Criaturas infernales
Llevo días sin poderme librar de una mirada que nunca encontré, pero que fácilmente puedo imaginar. La mirada del ciervo al que dio muerte Manuel Fraga Iribarne. "El ciervo mayor de toda mi vida", se vanagloriaba el pasado domingo. Y hacía bien. Es muy de machos acabar con la vida de hermosos e inofensivos animales, aunque sea en una berrea como Dios, ese Dios suyo, manda, y pese a que podríamos aducir que si la calle y hasta la autonomía fueron suyas, con mayor razón la berrea.
Pero pónganse en el lugar del ciervo. Qué desesperación debió de sentir el astado, en el caso de que le diera tiempo a ver a su agresor -que no lo creo, porque estos valientes disparan bien de lejos; aunque quién sabe lo que da de sí la visión de un ciervo en peligro-, al pensar que iba a irse de este mundo con Fraga Iribarne reflejado en sus pupilas. Dos Fragas en los ojos y un disparo en la frente.
Hace tiempo vi una película sobre un asesino en serie en que el tipo, después de hacer barbaridades con las niñas, las mataba y les sacaba los ojos, porque creía que la policía, si les miraba las pupilas, podría descubrir su identidad. No sucedió así y llevó años echarle el guante. En el caso del ex ministro franquista de Información y Turismo y posteriormente del Interior, y más tarde padre de la Constitución y presidente de una comunidad autonómica y ahora honorable anciano -pero siempre cazando ciervos hasta conseguir el mejor de su vida-, no hay que temer que pague por las piezas cobradas. Ni antes ni ahora.
Qué rudo es el verano. No hace falta que nos metamos en catástrofes ni en guerras ni en accidentes para descubrir su lado oscuro. Las especialidades Caza y Monte, así como Jara y Sedal, ejercidas por los poderosos, tienen también su pesadumbre que aportarnos. Mientras yo temblaba al cruzarme con los ojos del ciervo que nunca vi, y me preguntaba por qué demonios el noble venado no se había podido dar de belfos, pongamos, con la reina de Inglaterra, como aquel su colega que en la película The Queen colmaba de paz el corazón de Isabel II; mientras cavilaba en eso, Vladímir Putin salía de pesca.

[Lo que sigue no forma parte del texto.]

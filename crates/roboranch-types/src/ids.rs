//! Type-safe identifier wrappers around [`Uuid`].
//!
//! Robots are addressed by a strongly-typed ID so that operator commands,
//! harvest events, and snapshots cannot confuse them with any other key.
//! All IDs use UUID v7 (time-ordered), which keeps fleet listings in
//! deployment order when sorted.

use serde::{Deserialize, Serialize};
use ts_rs::TS;
use uuid::Uuid;

/// Generates a newtype wrapper around [`Uuid`] with standard derives.
macro_rules! define_id {
    (
        $(#[$meta:meta])*
        $name:ident
    ) => {
        $(#[$meta])*
        #[derive(Debug, Clone, Copy, PartialEq, Eq, PartialOrd, Ord, Hash, Serialize, Deserialize, TS)]
        #[ts(export, export_to = "bindings/")]
        pub struct $name(pub Uuid);

        impl $name {
            /// Create a new identifier using UUID v7 (time-ordered).
            pub fn new() -> Self {
                Self(Uuid::now_v7())
            }

            /// Return the inner [`Uuid`] value.
            pub const fn into_inner(self) -> Uuid {
                self.0
            }
        }

        impl Default for $name {
            fn default() -> Self {
                Self::new()
            }
        }

        impl core::fmt::Display for $name {
            fn fmt(&self, f: &mut core::fmt::Formatter<'_>) -> core::fmt::Result {
                write!(f, "{}", self.0)
            }
        }

        impl From<Uuid> for $name {
            fn from(id: Uuid) -> Self {
                Self(id)
            }
        }

        impl From<$name> for Uuid {
            fn from(id: $name) -> Self {
                id.0
            }
        }
    };
}

define_id! {
    /// Unique identifier for a robot in the fleet.
    RobotId
}

#[cfg(test)]
mod tests {
    use super::*;

    #[test]
    fn ids_are_unique() {
        let a = RobotId::new();
        let b = RobotId::new();
        assert_ne!(a, b);
    }

    #[test]
    fn ids_are_time_ordered() {
        let a = RobotId::new();
        let b = RobotId::new();
        assert!(a < b);
    }

    #[test]
    fn id_serde_roundtrip() {
        let id = RobotId::new();
        let json = serde_json::to_string(&id).unwrap_or_default();
        let restored: Result<RobotId, _> = serde_json::from_str(&json);
        assert_eq!(restored.ok(), Some(id));
    }
}
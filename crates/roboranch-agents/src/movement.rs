//! Path following with sub-tile progress.
//!
//! A robot moves toward the next step of its path by a fixed amount each
//! tick. Progress is tracked in milli-tiles; once the remaining distance
//! to the step is within one tick's advance the robot snaps onto the step
//! and the step is popped.

use std::collections::VecDeque;

use roboranch_types::Position;

use crate::multipliers::scale;

/// One whole tile in milli-tiles.
const TILE_MILLI: u32 = 1000;

/// Milli-tiles advanced per tick for a robot of speed `speed_milli`
/// (milli-tiles per second). Never less than 1 so robots always arrive.
pub fn tick_advance(speed_milli: u32, speed_permille: u32, ticks_per_second: u32) -> u32 {
    scale(speed_milli, speed_permille)
        .checked_div(ticks_per_second)
        .unwrap_or(TILE_MILLI)
        .max(1)
}

/// A robot's current path and progress along it.
#[derive(Debug, Clone, Default, PartialEq, Eq)]
pub struct Movement {
    path: VecDeque<Position>,
    progress_milli: u32,
}

impl Movement {
    /// Replace the path. Progress toward the old next step is discarded.
    pub fn set_path(&mut self, path: impl IntoIterator<Item = Position>) {
        self.path = path.into_iter().collect();
        self.progress_milli = 0;
    }

    /// Drop the path.
    pub fn clear(&mut self) {
        self.path.clear();
        self.progress_milli = 0;
    }

    /// Whether there is anywhere left to go.
    pub fn is_moving(&self) -> bool {
        !self.path.is_empty()
    }

    /// Steps remaining.
    pub fn remaining(&self) -> usize {
        self.path.len()
    }

    /// Final tile of the path.
    pub fn destination(&self) -> Option<Position> {
        self.path.back().copied()
    }

    /// Progress toward the next step, in milli-tiles.
    pub const fn progress_milli(&self) -> u32 {
        self.progress_milli
    }

    /// Advance by `advance_milli`. Returns the tile arrived on, if the
    /// robot reached its next step this tick.
    pub fn advance(&mut self, advance_milli: u32) -> Option<Position> {
        let next = self.path.front().copied()?;
        let remaining = TILE_MILLI.saturating_sub(self.progress_milli);
        if remaining <= advance_milli {
            self.path.pop_front();
            self.progress_milli = 0;
            Some(next)
        } else {
            self.progress_milli = self.progress_milli.saturating_add(advance_milli);
            None
        }
    }
}

/// Drain for stepping onto a tile: `drain * step_permille`, then scaled by
/// the drain multiplier.
pub fn step_drain(drain_milli: u32, step_permille: u32, drain_multiplier: u32) -> u32 {
    scale(scale(drain_milli, step_permille), drain_multiplier)
}

/// Ticks between dispatches after applying the work-delay multiplier.
/// Never less than 1.
pub fn effective_work_delay(work_delay: u32, work_delay_permille: u32) -> u32 {
    scale(work_delay, work_delay_permille).max(1)
}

Salía como sale él a todo. No crean que me estoy refiriendo a la jornada que el ruso compartió con Alberto de Mónaco en el río Yenisei, en donde "capturaron dos peces de buen tamaño", por seguir con la jerga viriloide. En ese aspecto, parejas de pesca más raras ha habido: Franco y su atún de cabecera, Jonás y la ballena (gris), el capitán Ahab y la ballena (blanca)... No, aquí lo curioso fue la exhibición -este tío es un megalómano amenazador, pero además un presuntuoso que va de cachas- realizada por Putin, al vadear el Yenisei a torso descubierto y, el cielo nos guarde, embadurnado en betún de camuflaje. Puede que fuera crema de protección solar marca KGB -él, que está perforando el Casquete Polar Nórdico, conoce mejor que nadie de qué tiene que protegerse-, pero el resultado era un fotograma de Apocalypse Now de los que más ponían los pelos de punta: aquel en el que Robert Duvall, rascándose los testículos y después de haberse cobrado unas cuantas vidas de vietnamitas, se dispone a practicar surf.
Con hombres así se escribe la historia. O si no se la escribe se la hace. Y se la deshace.